Your task:
Only one span belongs in the answer: the line holding "self.config.pool.workers = Some(workers);" through the last line of the entries below, retyped exactly.

Source records:
------------------------
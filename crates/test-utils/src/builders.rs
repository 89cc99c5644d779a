#![allow(dead_code)]

use std::collections::BTreeMap;
use passpool::config::{ConfigFile, PassConfig, PoolSection, RawConfigFile};

/// Builder for `ConfigFile` to simplify test setup.
pub struct ConfigFileBuilder {
    config: RawConfigFile,
}

impl ConfigFileBuilder {
    pub fn new() -> Self {
        Self {
            config: RawConfigFile {
                pool: PoolSection::default(),
                pass: BTreeMap::new(),
            },
        }
    }

    pub fn with_pass(mut self, name: &str, pass: PassConfig) -> Self {
        self.config.pass.insert(name.to_string(), pass);
        self
    }

    pub fn with_workers(mut self, workers: usize) -> Self {
        self.config.pool.workers = Some(workers);
        self
    }

    pub fn with_root(mut self, name: &str) -> Self {
        self.config
            .pool
            .roots
            .get_or_insert_with(Vec::new)
            .push(name.to_string());
        self
    }

    /// The unvalidated config, for tests that exercise validation errors.
    pub fn build_raw(self) -> RawConfigFile {
        self.config
    }

    pub fn build(self) -> ConfigFile {
        ConfigFile::try_from(self.config).expect("Failed to build valid config from builder")
    }
}

impl Default for ConfigFileBuilder {
    fn default() -> Self {
        Self::new()
    }
}

/// Builder for `PassConfig`.
pub struct PassConfigBuilder {
    pass: PassConfig,
}

impl PassConfigBuilder {
    pub fn new(cmd: &str) -> Self {
        Self {
            pass: PassConfig {
                cmd: cmd.to_string(),
                after: vec![],
            },
        }
    }

    pub fn after(mut self, dep: &str) -> Self {
        self.pass.after.push(dep.to_string());
        self
    }

    pub fn build(self) -> PassConfig {
        self.pass
    }
}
------------------------
Solution to this task:
        self.config.pool.workers = Some(workers);
        self
    }

    pub fn with_root(mut self, name: &str) -> Self {
        self.config
            .pool
            .roots
            .get_or_insert_with(Vec::new)
            .push(name.to_string());
        self
    }

    /// The unvalidated config, for tests that exercise validation errors.
    pub fn build_raw(self) -> RawConfigFile {
        self.config
    }

    pub fn build(self) -> ConfigFile {
        ConfigFile::try_from(self.config).expect("Failed to build valid config from builder")
    }
}

impl Default for ConfigFileBuilder {
    fn default() -> Self {
        Self::new()
    }
}

/// Builder for `PassConfig`.
pub struct PassConfigBuilder {
    pass: PassConfig,
}

impl PassConfigBuilder {
    pub fn new(cmd: &str) -> Self {
        Self {
            pass: PassConfig {
                cmd: cmd.to_string(),
                after: vec![],
            },
        }
    }

    pub fn after(mut self, dep: &str) -> Self {
        self.pass.after.push(dep.to_string());
        self
    }

    pub fn build(self) -> PassConfig {
        self.pass
    }
}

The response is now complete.